▶ Dataset

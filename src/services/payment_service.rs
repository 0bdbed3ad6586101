use std::collections::BTreeMap;

use chrono::{NaiveDate, Utc};
use sea_orm::sea_query::Expr;
use sea_orm::{
    ActiveModelTrait, ColumnTrait, ConnectionTrait, EntityTrait, QueryFilter, Set,
    TransactionTrait,
};
use serde_json::json;
use uuid::Uuid;

use crate::{
    audit::record_booking_event,
    domain::BookingStatus,
    dto::bookings::{BookingRef, BookingWithItems, PaymentDetails},
    entity::{
        boats::Entity as Boats,
        booking_items::{Column as ItemCol, Entity as BookingItems, Model as ItemModel},
        bookings::{ActiveModel as BookingActive, Model as BookingModel},
        products::{Column as ProdCol, Entity as Products},
        schedules::Entity as Schedules,
    },
    error::{AppError, AppResult},
    middleware::auth::AuthUser,
    mirror,
    services::{
        booking_service::{ensure_owner, find_booking, load_items, with_items},
        inventory_service,
    },
    state::AppState,
};

/// Items of one product on one date that still need seats.
#[derive(Debug, Default, PartialEq)]
struct ReservationGroup {
    quantity: i32,
    item_ids: Vec<Uuid>,
    schedule_id: Option<Uuid>,
}

/// Live items without a ledger link, grouped by (product, date). Items that
/// already hold a reservation are skipped, which keeps repeated payments from
/// reserving twice.
fn unreserved_groups(items: &[ItemModel]) -> BTreeMap<(Uuid, NaiveDate), ReservationGroup> {
    let mut groups: BTreeMap<(Uuid, NaiveDate), ReservationGroup> = BTreeMap::new();
    for item in items
        .iter()
        .filter(|i| !i.is_cancelled && i.inventory_id.is_none())
    {
        let group = groups.entry((item.product_id, item.item_date)).or_default();
        group.quantity += item.quantity;
        group.item_ids.push(item.id);
        if group.schedule_id.is_none() {
            group.schedule_id = Some(item.schedule_id);
        }
    }
    groups
}

/// Seats a new ledger row starts with: the schedule's capacity, else its boat's.
async fn capacity_for<C: ConnectionTrait>(conn: &C, schedule_id: Option<Uuid>) -> AppResult<Option<i32>> {
    let Some(schedule_id) = schedule_id else {
        return Ok(None);
    };
    let Some(schedule) = Schedules::find_by_id(schedule_id).one(conn).await? else {
        return Ok(None);
    };
    if schedule.capacity.is_some() {
        return Ok(schedule.capacity);
    }
    let boat_capacity = match schedule.boat_id {
        Some(boat_id) => Boats::find_by_id(boat_id).one(conn).await?.map(|b| b.capacity),
        None => None,
    };
    Ok(boat_capacity)
}

fn apply_payment_details(active: &mut BookingActive, payment: &PaymentDetails) {
    if let Some(method) = payment.payment_method.clone() {
        active.payment_method = Set(Some(method));
    }
    if let Some(invoice) = payment.xendit_invoice_id.clone() {
        active.xendit_invoice_id = Set(Some(invoice));
    }
    if let Some(channel) = payment.xendit_payment_channel.clone() {
        active.xendit_payment_channel = Set(Some(channel));
    }
}

async fn authorize_payment(
    state: &AppState,
    user: Option<&AuthUser>,
    booking: &BookingModel,
    payment: &PaymentDetails,
) -> AppResult<()> {
    if payment.simulate && state.config.simulation_enabled() {
        if payment.paid_amount != Some(booking.total_amount) {
            return Err(AppError::InvalidAmount(format!(
                "paidAmount {} does not match total {}",
                payment
                    .paid_amount
                    .map(|a| a.to_string())
                    .unwrap_or_else(|| "missing".into()),
                booking.total_amount
            )));
        }
        tracing::info!(booking_id = %booking.id, "simulated payment accepted");
        return Ok(());
    }
    if payment.simulate {
        tracing::warn!(booking_id = %booking.id, "payment simulation is disabled");
    }
    let user = user.ok_or(AppError::LoginRequired)?;
    ensure_owner(state, user, booking).await
}

pub async fn pay_booking(
    state: &AppState,
    user: Option<&AuthUser>,
    target: &BookingRef,
    payment: PaymentDetails,
) -> AppResult<BookingWithItems> {
    let now = Utc::now();
    let txn = state.orm.begin().await?;

    let booking = find_booking(&txn, target, true).await?;
    authorize_payment(state, user, &booking, &payment).await?;

    let status: BookingStatus = booking.status.parse()?;
    if status.is_settled() {
        // replayed confirmation: refresh metadata only
        let mut active: BookingActive = booking.into();
        apply_payment_details(&mut active, &payment);
        active.updated_at = Set(now.into());
        let booking = active.update(&txn).await?;
        let items = load_items(&txn, booking.id).await?;
        txn.commit().await?;
        tracing::info!(booking_id = %booking.id, "payment already recorded");
        return Ok(with_items(booking, items));
    }
    if status != BookingStatus::Pending {
        return Err(AppError::InvalidStatus(format!("cannot pay a {status} booking")));
    }
    if booking.pending_type.is_some() {
        return Err(AppError::InvalidStatus("a refund is pending for this booking".into()));
    }

    let total_amount = booking.total_amount;
    let mut active: BookingActive = booking.into();
    active.status = Set(BookingStatus::Paid.as_str().into());
    active.pending_type = Set(None);
    active.paid_amount = Set(Some(payment.paid_amount.unwrap_or(total_amount)));
    active.paid_at = Set(Some(now.into()));
    if let Some(expiry) = payment.invoice_expiry_date {
        active.invoice_expiry_date = Set(Some(expiry.into()));
    }
    apply_payment_details(&mut active, &payment);
    active.updated_at = Set(now.into());
    let booking = active.update(&txn).await?;

    let items = load_items(&txn, booking.id).await?;
    let groups = unreserved_groups(&items);

    let mut ledgers = Vec::with_capacity(groups.len());
    let mut product_ids = Vec::with_capacity(groups.len());
    for ((product_id, date), group) in groups {
        let capacity = capacity_for(&txn, group.schedule_id).await?;
        let ledger = inventory_service::reserve(&txn, product_id, date, group.quantity, capacity).await?;

        BookingItems::update_many()
            .col_expr(ItemCol::InventoryId, Expr::value(ledger.id))
            .filter(ItemCol::Id.is_in(group.item_ids))
            .exec(&txn)
            .await?;

        ledgers.push(ledger);
        product_ids.push(product_id);
    }

    let items = load_items(&txn, booking.id).await?;

    if state.mirror_enabled() {
        let products = Products::find()
            .filter(ProdCol::Id.is_in(product_ids))
            .all(&txn)
            .await?;
        mirror::enqueue(&txn, "bookings", &booking).await?;
        mirror::enqueue_all(&txn, "inventories", &ledgers).await?;
        mirror::enqueue_all(&txn, "booking_items", &items).await?;
        mirror::enqueue_all(&txn, "products", &products).await?;
    }

    txn.commit().await?;

    tracing::info!(
        booking_id = %booking.id,
        booking_code = %booking.booking_code,
        ledgers = ledgers.len(),
        "booking paid"
    );
    record_booking_event(
        &state.pool,
        user.and_then(|u| u.user_id),
        "booking_paid",
        booking.id,
        json!({
            "paid_amount": booking.paid_amount,
            "simulated": payment.simulate,
            "inventories": ledgers.iter().map(|l| l.id).collect::<Vec<_>>(),
        }),
    )
    .await;

    Ok(with_items(booking, items))
}

#[cfg(test)]
mod tests {
    use super::*;
    use chrono::TimeZone;

    fn item(product: Uuid, day: u32, inventory: Option<Uuid>, cancelled: bool) -> ItemModel {
        let ts = Utc.with_ymd_and_hms(2026, 5, 1, 0, 0, 0).unwrap().into();
        ItemModel {
            id: Uuid::new_v4(),
            booking_id: Uuid::nil(),
            product_id: product,
            schedule_id: Uuid::nil(),
            inventory_id: inventory,
            leg_role: "SINGLE".into(),
            unit_price: 100_000,
            quantity: 1,
            item_date: NaiveDate::from_ymd_opt(2026, 5, day).unwrap(),
            subtotal: 100_000,
            participant_name: "Passenger".into(),
            special_requirements: None,
            is_cancelled: cancelled,
            cancelled_at: None,
            created_at: ts,
        }
    }

    #[test]
    fn groups_sum_passengers_per_product_and_date() {
        let (a, b) = (Uuid::new_v4(), Uuid::new_v4());
        let items = vec![item(a, 3, None, false), item(a, 3, None, false), item(b, 6, None, false), item(b, 6, None, false)];
        let groups = unreserved_groups(&items);
        assert_eq!(groups.len(), 2);
        let outbound = &groups[&(a, NaiveDate::from_ymd_opt(2026, 5, 3).unwrap())];
        assert_eq!(outbound.quantity, 2);
        assert_eq!(outbound.item_ids.len(), 2);
    }

    #[test]
    fn reserved_and_cancelled_items_need_no_seats() {
        let a = Uuid::new_v4();
        let items = vec![
            item(a, 3, Some(Uuid::new_v4()), false),
            item(a, 3, None, true),
        ];
        assert!(unreserved_groups(&items).is_empty());
    }
}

▶ Exercise objective
Lines that contain the string "into" should be copied from the material above.

▶ Answer box
                    .unwrap_or_else(|| "missing".into()),
        let mut active: BookingActive = booking.into();
        active.updated_at = Set(now.into());
        return Err(AppError::InvalidStatus("a refund is pending for this booking".into()));
    let mut active: BookingActive = booking.into();
    active.status = Set(BookingStatus::Paid.as_str().into());
    active.paid_at = Set(Some(now.into()));
        active.invoice_expiry_date = Set(Some(expiry.into()));
    active.updated_at = Set(now.into());
        let ts = Utc.with_ymd_and_hms(2026, 5, 1, 0, 0, 0).unwrap().into();
            leg_role: "SINGLE".into(),
            participant_name: "Passenger".into(),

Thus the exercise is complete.